*** EXERCISE DATA Section Begins ***
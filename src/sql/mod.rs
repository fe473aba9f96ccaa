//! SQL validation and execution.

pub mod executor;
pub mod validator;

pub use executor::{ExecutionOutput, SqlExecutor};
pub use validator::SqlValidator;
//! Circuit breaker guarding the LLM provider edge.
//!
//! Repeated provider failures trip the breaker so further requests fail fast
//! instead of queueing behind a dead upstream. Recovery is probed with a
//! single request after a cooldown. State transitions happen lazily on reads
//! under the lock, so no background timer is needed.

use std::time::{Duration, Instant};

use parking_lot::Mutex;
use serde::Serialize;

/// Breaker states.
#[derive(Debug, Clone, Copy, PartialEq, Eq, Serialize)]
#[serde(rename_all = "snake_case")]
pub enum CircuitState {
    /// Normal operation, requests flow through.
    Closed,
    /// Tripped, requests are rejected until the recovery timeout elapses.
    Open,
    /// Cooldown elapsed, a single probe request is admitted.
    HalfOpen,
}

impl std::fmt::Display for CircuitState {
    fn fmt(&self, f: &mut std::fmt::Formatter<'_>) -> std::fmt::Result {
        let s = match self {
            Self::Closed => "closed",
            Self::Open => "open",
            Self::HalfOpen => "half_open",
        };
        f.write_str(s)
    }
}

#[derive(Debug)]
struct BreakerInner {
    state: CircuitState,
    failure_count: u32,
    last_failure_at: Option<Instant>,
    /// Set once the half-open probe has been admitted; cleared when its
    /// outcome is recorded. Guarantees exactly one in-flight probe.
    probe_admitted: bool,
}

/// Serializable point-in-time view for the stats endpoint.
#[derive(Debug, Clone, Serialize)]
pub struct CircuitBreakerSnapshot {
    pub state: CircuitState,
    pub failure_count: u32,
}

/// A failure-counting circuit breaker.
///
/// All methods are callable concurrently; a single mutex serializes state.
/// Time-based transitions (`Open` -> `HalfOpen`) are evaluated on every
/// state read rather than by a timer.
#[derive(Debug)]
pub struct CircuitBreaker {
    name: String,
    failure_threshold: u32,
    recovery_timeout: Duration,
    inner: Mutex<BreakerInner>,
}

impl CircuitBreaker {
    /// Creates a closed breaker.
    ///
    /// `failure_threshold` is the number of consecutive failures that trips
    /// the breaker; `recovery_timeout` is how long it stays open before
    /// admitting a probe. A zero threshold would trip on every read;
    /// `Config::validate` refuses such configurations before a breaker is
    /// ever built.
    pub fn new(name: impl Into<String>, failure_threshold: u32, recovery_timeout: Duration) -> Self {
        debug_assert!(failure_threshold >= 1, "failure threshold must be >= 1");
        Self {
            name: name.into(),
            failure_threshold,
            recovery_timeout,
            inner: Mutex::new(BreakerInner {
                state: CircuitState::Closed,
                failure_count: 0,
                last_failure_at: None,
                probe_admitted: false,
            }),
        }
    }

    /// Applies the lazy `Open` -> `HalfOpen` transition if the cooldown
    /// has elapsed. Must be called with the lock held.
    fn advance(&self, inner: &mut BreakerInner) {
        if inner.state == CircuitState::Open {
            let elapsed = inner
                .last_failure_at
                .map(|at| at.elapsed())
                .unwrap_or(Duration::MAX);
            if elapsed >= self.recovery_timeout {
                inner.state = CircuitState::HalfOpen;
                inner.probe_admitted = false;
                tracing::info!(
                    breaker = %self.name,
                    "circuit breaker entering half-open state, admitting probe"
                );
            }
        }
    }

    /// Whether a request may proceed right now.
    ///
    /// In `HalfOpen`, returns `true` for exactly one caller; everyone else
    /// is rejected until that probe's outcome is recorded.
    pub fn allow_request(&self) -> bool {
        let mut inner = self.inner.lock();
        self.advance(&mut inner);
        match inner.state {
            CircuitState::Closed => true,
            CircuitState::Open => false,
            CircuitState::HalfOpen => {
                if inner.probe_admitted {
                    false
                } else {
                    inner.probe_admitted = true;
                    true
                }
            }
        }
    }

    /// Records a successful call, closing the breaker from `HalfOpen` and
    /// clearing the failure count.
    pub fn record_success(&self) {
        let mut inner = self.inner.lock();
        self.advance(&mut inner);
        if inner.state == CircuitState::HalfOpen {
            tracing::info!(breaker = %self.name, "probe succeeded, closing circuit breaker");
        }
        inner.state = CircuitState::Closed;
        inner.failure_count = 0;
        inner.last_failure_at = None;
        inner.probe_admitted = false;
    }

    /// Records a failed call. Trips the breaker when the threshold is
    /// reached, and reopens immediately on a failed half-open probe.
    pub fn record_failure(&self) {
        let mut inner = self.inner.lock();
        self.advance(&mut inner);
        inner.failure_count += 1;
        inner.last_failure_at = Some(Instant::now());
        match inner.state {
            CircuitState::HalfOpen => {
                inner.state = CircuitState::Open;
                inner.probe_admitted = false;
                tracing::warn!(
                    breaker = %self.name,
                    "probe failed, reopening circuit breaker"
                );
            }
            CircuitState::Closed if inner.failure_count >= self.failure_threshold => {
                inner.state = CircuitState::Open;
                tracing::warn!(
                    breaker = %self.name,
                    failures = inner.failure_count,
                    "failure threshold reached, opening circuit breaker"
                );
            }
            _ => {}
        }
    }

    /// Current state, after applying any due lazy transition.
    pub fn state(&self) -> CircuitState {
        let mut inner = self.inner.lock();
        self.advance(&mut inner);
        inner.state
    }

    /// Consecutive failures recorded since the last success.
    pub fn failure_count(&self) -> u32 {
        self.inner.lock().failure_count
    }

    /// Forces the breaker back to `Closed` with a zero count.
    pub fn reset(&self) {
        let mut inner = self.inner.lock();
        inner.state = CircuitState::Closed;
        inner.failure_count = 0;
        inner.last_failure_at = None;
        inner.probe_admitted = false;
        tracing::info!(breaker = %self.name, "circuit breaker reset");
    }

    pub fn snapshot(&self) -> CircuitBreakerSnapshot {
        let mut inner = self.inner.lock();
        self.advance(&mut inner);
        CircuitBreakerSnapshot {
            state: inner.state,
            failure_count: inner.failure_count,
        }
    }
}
*** EXERCISE DATA Section Ends ***
• _TASK INSTRUCTIONS_:
Every line that holds the word "Duration" should be copied from the records.

• _EXPECTED OUTPUT_:
use std::time::{Duration, Instant};
    recovery_timeout: Duration,
    pub fn new(name: impl Into<String>, failure_threshold: u32, recovery_timeout: Duration) -> Self {
                .unwrap_or(Duration::MAX);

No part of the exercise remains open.